Train, evaluate or predict a model

This page shows how to train, evaluate or predict a model using the Keras-Style API.

You may refer to the User Guide page to see how to define a model in Python or Scala correspondingly.

You may refer to Layers section to find all the available layers.

After defining a model with the Keras-Style API, you can call the following methods on the model:

Compile

Configure the learning process. Must be called before fit or evaluate.

Scala:

compile(optimizer, loss, metrics = null)

Python

compile(optimizer, loss, metrics=None)

Parameters:

optimizer: Optimization method to be used. Can either use the string representation of an optimization method (see here) or an instance of OptimMethod.
loss: Criterion to be used. Can either use the string representation of a criterion (see here) or an instance of Loss.
metrics: One or more validation methods to be used. Default is null if no validation needs to be configured. Can either use the string representation Array("accuracy")(Scala) ["accuracy"](Python) or instances of ValidationMethod.
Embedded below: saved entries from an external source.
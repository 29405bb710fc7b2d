use anyhow::{Context, Result};
use serde::Deserialize;
use std::{fmt, fs, path::Path, time::Duration};

use crate::provider::{viacep, weatherapi};

/// Settings of the edge validator.
#[derive(Debug, Clone, PartialEq, Deserialize)]
#[serde(default)]
pub struct EdgeConfig {
    pub port: u16,

    /// Base URL of the lookup orchestrator.
    pub orchestrator_url: String,
}

impl Default for EdgeConfig {
    fn default() -> Self {
        Self {
            port: 8081,
            orchestrator_url: "http://service-b:8082/".to_owned(),
        }
    }
}

/// Settings of the lookup orchestrator.
#[derive(Clone, PartialEq, Deserialize)]
#[serde(default)]
pub struct OrchestratorConfig {
    pub port: u16,

    /// WeatherAPI.com key. Only required when `test_mode` is off.
    pub weather_api_key: Option<String>,

    /// Report a fixed 25 °C instead of calling the temperature provider.
    pub test_mode: bool,

    /// Treat every CEP as unknown without calling the city resolver.
    pub simulate_cep_not_found: bool,

    /// City resolver URL; `{cep}` is replaced with the code.
    pub city_resolver_url: String,

    pub weather_api_url: String,
}

impl Default for OrchestratorConfig {
    fn default() -> Self {
        Self {
            port: 8082,
            weather_api_key: None,
            test_mode: false,
            simulate_cep_not_found: false,
            city_resolver_url: viacep::DEFAULT_URL_TEMPLATE.to_owned(),
            weather_api_url: weatherapi::DEFAULT_URL.to_owned(),
        }
    }
}

impl fmt::Debug for OrchestratorConfig {
    fn fmt(&self, f: &mut fmt::Formatter<'_>) -> fmt::Result {
        f.debug_struct("OrchestratorConfig")
            .field("port", &self.port)
            .field("weather_api_key", &self.weather_api_key.as_ref().map(|_| "<redacted>"))
            .field("test_mode", &self.test_mode)
            .field("simulate_cep_not_found", &self.simulate_cep_not_found)
            .field("city_resolver_url", &self.city_resolver_url)
            .field("weather_api_url", &self.weather_api_url)
            .finish()
    }
}

/// Span export settings.
#[derive(Debug, Clone, PartialEq, Deserialize)]
#[serde(default)]
pub struct TelemetryConfig {
    pub enabled: bool,

    /// OTLP/HTTP traces endpoint of the collector.
    pub collector_endpoint: String,

    /// Overrides the per-service default name.
    pub service_name: Option<String>,
}

impl Default for TelemetryConfig {
    fn default() -> Self {
        Self {
            enabled: true,
            collector_endpoint: "http://otel-collector:4318/v1/traces".to_owned(),
            service_name: None,
        }
    }
}

/// Process-wide configuration, read once at startup.
///
/// Example TOML:
/// ```toml
/// http_timeout_secs = 5
///
/// [orchestrator]
/// test_mode = true
///
/// [telemetry]
/// collector_endpoint = "http://localhost:4318/v1/traces"
/// ```
#[derive(Debug, Clone, PartialEq, Deserialize)]
#[serde(default)]
pub struct Config {
    pub edge: EdgeConfig,
    pub orchestrator: OrchestratorConfig,
    pub telemetry: TelemetryConfig,

    /// Timeout for every outbound HTTP call.
    pub http_timeout_secs: u64,
}

impl Default for Config {
    fn default() -> Self {
        Self {
            edge: EdgeConfig::default(),
            orchestrator: OrchestratorConfig::default(),
            telemetry: TelemetryConfig::default(),
            http_timeout_secs: 10,
        }
    }
}

impl Config {
    /// Load defaults, then the optional TOML file, then environment overrides.
    pub fn load(path: Option<&Path>) -> Result<Self> {
        let mut cfg = match path {
            Some(path) => Self::from_file(path)?,
            None => Self::default(),
        };

        cfg.apply_env_with(|name| std::env::var(name).ok())?;
        Ok(cfg)
    }

    pub fn from_file(path: &Path) -> Result<Self> {
        let contents = fs::read_to_string(path)
            .with_context(|| format!("Failed to read config file: {}", path.display()))?;

        toml::from_str(&contents)
            .with_context(|| format!("Failed to parse config file: {}", path.display()))
    }

    /// Apply overrides from a variable lookup (the process environment in production).
    pub fn apply_env_with<F>(&mut self, var: F) -> Result<()>
    where
        F: Fn(&str) -> Option<String>,
    {
        if let Some(port) = var("PORT") {
            let port: u16 = port.trim().parse().with_context(|| format!("Invalid PORT '{port}'"))?;
            self.edge.port = port;
            self.orchestrator.port = port;
        }

        if let Some(url) = var("ORCHESTRATOR_URL") {
            self.edge.orchestrator_url = url;
        }

        if let Some(key) = var("WEATHER_API_KEY") {
            self.orchestrator.weather_api_key = Some(key).filter(|k| !k.is_empty());
        }

        if let Some(flag) = var("TEST_MODE") {
            self.orchestrator.test_mode = parse_flag(&flag);
        }

        if let Some(flag) = var("SIMULATE_CEP_NOT_FOUND") {
            self.orchestrator.simulate_cep_not_found = parse_flag(&flag);
        }

        if let Some(url) = var("CITY_RESOLVER_URL") {
            self.orchestrator.city_resolver_url = url;
        }

        if let Some(url) = var("WEATHER_API_URL") {
            self.orchestrator.weather_api_url = url;
        }

        if let Some(endpoint) = var("OTEL_EXPORTER_OTLP_ENDPOINT") {
            self.telemetry.collector_endpoint = endpoint;
        }

        if let Some(name) = var("OTEL_SERVICE_NAME") {
            self.telemetry.service_name = Some(name).filter(|n| !n.is_empty());
        }

        if let Some(flag) = var("OTEL_SDK_DISABLED") {
            self.telemetry.enabled = !parse_flag(&flag);
        }

        if let Some(secs) = var("HTTP_TIMEOUT_SECS") {
            self.http_timeout_secs = secs
                .trim()
                .parse()
                .with_context(|| format!("Invalid HTTP_TIMEOUT_SECS '{secs}'"))?;
        }

        Ok(())
    }

    pub fn http_timeout(&self) -> Duration {
        Duration::from_secs(self.http_timeout_secs)
    }
}

fn parse_flag(value: &str) -> bool {
    let value = value.trim();
    value.eq_ignore_ascii_case("true") || value == "1"
}
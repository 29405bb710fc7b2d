use crate::{
    Cep, OrchestratorConfig, TraceContext,
    error::TemperatureError,
    provider::{viacep::ViaCepResolver, weatherapi::WeatherApiProvider},
};
use anyhow::{Context, anyhow};
use async_trait::async_trait;
use reqwest::Client;
use std::{fmt::Debug, sync::Arc, time::Duration};

pub mod viacep;
pub mod weatherapi;

/// Temperature reported in test mode, in Celsius.
pub const TEST_MODE_CELSIUS: f64 = 25.0;

/// Maps a CEP to the name of its city.
///
/// Every error, whether transport failure or an unknown code, is treated by the
/// caller as "not found".
#[async_trait]
pub trait CityResolver: Send + Sync + Debug {
    async fn resolve_city(&self, cx: &TraceContext, cep: &Cep) -> anyhow::Result<String>;
}

/// Maps a city name to its current temperature in Celsius.
#[async_trait]
pub trait TemperatureProvider: Send + Sync + Debug {
    async fn current_celsius(&self, cx: &TraceContext, city: &str)
    -> Result<f64, TemperatureError>;
}

/// Resolver that never finds anything.
#[derive(Debug, Clone, Copy, Default)]
pub struct UnknownCityResolver;

#[async_trait]
impl CityResolver for UnknownCityResolver {
    async fn resolve_city(&self, _cx: &TraceContext, cep: &Cep) -> anyhow::Result<String> {
        Err(anyhow!("CEP {cep} not found (simulated)"))
    }
}

/// Provider that always reports the same reading without any I/O.
#[derive(Debug, Clone, Copy, PartialEq)]
pub struct FixedTemperature(pub f64);

impl Default for FixedTemperature {
    fn default() -> Self {
        Self(TEST_MODE_CELSIUS)
    }
}

#[async_trait]
impl TemperatureProvider for FixedTemperature {
    async fn current_celsius(
        &self,
        _cx: &TraceContext,
        city: &str,
    ) -> Result<f64, TemperatureError> {
        tracing::debug!(%city, celsius = self.0, "using fixed temperature");
        Ok(self.0)
    }
}

/// Build the shared outbound HTTP client.
pub fn http_client(timeout: Duration) -> anyhow::Result<Client> {
    Client::builder()
        .timeout(timeout)
        .build()
        .context("Failed to build HTTP client")
}

/// Construct the city resolver selected by config.
pub fn city_resolver_from_config(
    config: &OrchestratorConfig,
    http: Client,
) -> Arc<dyn CityResolver> {
    if config.simulate_cep_not_found {
        tracing::warn!("simulating CEP not found for every request");
        return Arc::new(UnknownCityResolver);
    }

    Arc::new(ViaCepResolver::new(config.city_resolver_url.clone(), http))
}

/// Construct the temperature provider selected by config.
///
/// A missing API key is not rejected here; the provider reports it per request.
pub fn temperature_provider_from_config(
    config: &OrchestratorConfig,
    http: Client,
) -> Arc<dyn TemperatureProvider> {
    if config.test_mode {
        tracing::info!(celsius = TEST_MODE_CELSIUS, "test mode: temperature provider disabled");
        return Arc::new(FixedTemperature::default());
    }

    Arc::new(WeatherApiProvider::new(
        config.weather_api_key.clone(),
        config.weather_api_url.clone(),
        http,
    ))
}

pub(crate) fn truncate_body(body: &str) -> String {
    const MAX: usize = 200;
    match body.char_indices().nth(MAX) {
        Some((cut, _)) => format!("{}...", &body[..cut]),
        None => body.to_owned(),
    }
}
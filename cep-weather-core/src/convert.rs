//! Pure helpers: temperature unit conversion and accent stripping.

/// Offset added to Celsius to obtain Kelvin. Deliberately the integer `273`.
pub const KELVIN_OFFSET: f64 = 273.0;

pub fn celsius_to_fahrenheit(celsius: f64) -> f64 {
    celsius * 1.8 + 32.0
}

pub fn celsius_to_kelvin(celsius: f64) -> f64 {
    celsius + KELVIN_OFFSET
}

/// Replace accented Latin vowels and cedilla with their plain counterpart,
/// preserving case. Every other character is kept as is.
pub fn strip_accents(text: &str) -> String {
    text.chars().map(unaccent).collect()
}

fn unaccent(c: char) -> char {
    match c {
        'á' | 'à' | 'ã' | 'â' | 'ä' => 'a',
        'é' | 'è' | 'ê' | 'ë' => 'e',
        'í' | 'ì' | 'î' | 'ï' => 'i',
        'ó' | 'ò' | 'õ' | 'ô' | 'ö' => 'o',
        'ú' | 'ù' | 'û' | 'ü' => 'u',
        'ç' => 'c',
        'Á' | 'À' | 'Ã' | 'Â' | 'Ä' => 'A',
        'É' | 'È' | 'Ê' | 'Ë' => 'E',
        'Í' | 'Ì' | 'Î' | 'Ï' => 'I',
        'Ó' | 'Ò' | 'Õ' | 'Ô' | 'Ö' => 'O',
        'Ú' | 'Ù' | 'Û' | 'Ü' => 'U',
        'Ç' => 'C',
        other => other,
    }
}

#[cfg(test)]
mod tests {
    use super::*;

    #[test]
    fn converts_reference_points() {
        assert_eq!(celsius_to_fahrenheit(0.0), 32.0);
        assert_eq!(celsius_to_kelvin(0.0), 273.0);
        assert_eq!(celsius_to_fahrenheit(100.0), 212.0);
        assert_eq!(celsius_to_kelvin(100.0), 373.0);
        assert_eq!(celsius_to_fahrenheit(-40.0), -40.0);
        assert_eq!(celsius_to_kelvin(25.0), 298.0);
    }

    #[test]
    fn strips_brazilian_city_names() {
        assert_eq!(strip_accents("São Paulo"), "Sao Paulo");
        assert_eq!(strip_accents("Vitória"), "Vitoria");
        assert_eq!(strip_accents("Florianópolis"), "Florianopolis");
        assert_eq!(strip_accents("Foz do Iguaçu"), "Foz do Iguacu");
        assert_eq!(strip_accents("ITAÚNA"), "ITAUNA");
    }

    #[test]
    fn covers_every_vowel_variant() {
        assert_eq!(strip_accents("áàãâä éèêë íìîï óòõôö úùûü ç"), "aaaaa eeee iiii ooooo uuuu c");
        assert_eq!(strip_accents("ÁÀÃÂÄ ÉÈÊË ÍÌÎÏ ÓÒÕÔÖ ÚÙÛÜ Ç"), "AAAAA EEEE IIII OOOOO UUUU C");
    }

    #[test]
    fn leaves_other_characters_alone() {
        assert_eq!(strip_accents("Linhares"), "Linhares");
        assert_eq!(strip_accents("Łódź"), "Łodź");
        assert_eq!(strip_accents("東京 ñ"), "東京 ñ");
        assert_eq!(strip_accents(""), "");
    }

    #[test]
    fn stripping_is_idempotent() {
        for input in ["São Paulo", "Ñandú Çaçador", "Łódź", "plain"] {
            let once = strip_accents(input);
            assert_eq!(strip_accents(&once), once);
        }
    }
}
Train a model for a fixed number of epochs on a dataset. Need to first compile the model beforehand.

Scala:

fit(x, nbEpoch = 10, validationData = null)

Python

fit(x, y=None, batch_size=32, nb_epoch=10, validation_data=None, distributed=True)

Parameters:

x: Training dataset.
batchSize: Number of samples per gradient update.
nbEpoch: Number of iterations to train.
validationData: Dataset for validation. Default is null if validation is not configured.

Remark

For Scala, x can either be RDD of Sample (specifying batchSize) or an instance of DataSet.
For Python, you can use x (a Numpy array) as features with y (a Numpy array) as labels; or only x (RDD of Sample) without specifying y.
The parameter distributed is to choose whether to train the model using distributed mode or local mode in Python. Default is true. If in local mode, x and y must both be Numpy arrays.

Evaluate a model on a given dataset using the metrics specified when you compile the model.

Scala:

evaluate(x)

Python

evaluate(x, y=None, batch_size=32)

Parameters:

Remark

For Scala, x can either be RDD of Sample (specifying batchSize) or an instance of DataSet.
For Python, you can use x (a Numpy array) as features with y (a Numpy array) as labels; or only x (RDD of Sample) without specifying y. Currently only evaluation in distributed mode is supported in Python.

Use a model to do prediction.

Scala:

predict(x)

Python

predict(x, distributed=True)

Parameters:

Remark

For Scala, x can either be RDD of Sample (specifying batchSize) or an instance of LocalDataSet.
For Python, x can either be a Numpy array representing labels or RDD of Sample.
The parameter distributed is to choose whether to do prediction using distributed mode or local mode in Python. Default is true. If in local mode, x must be a Numpy array.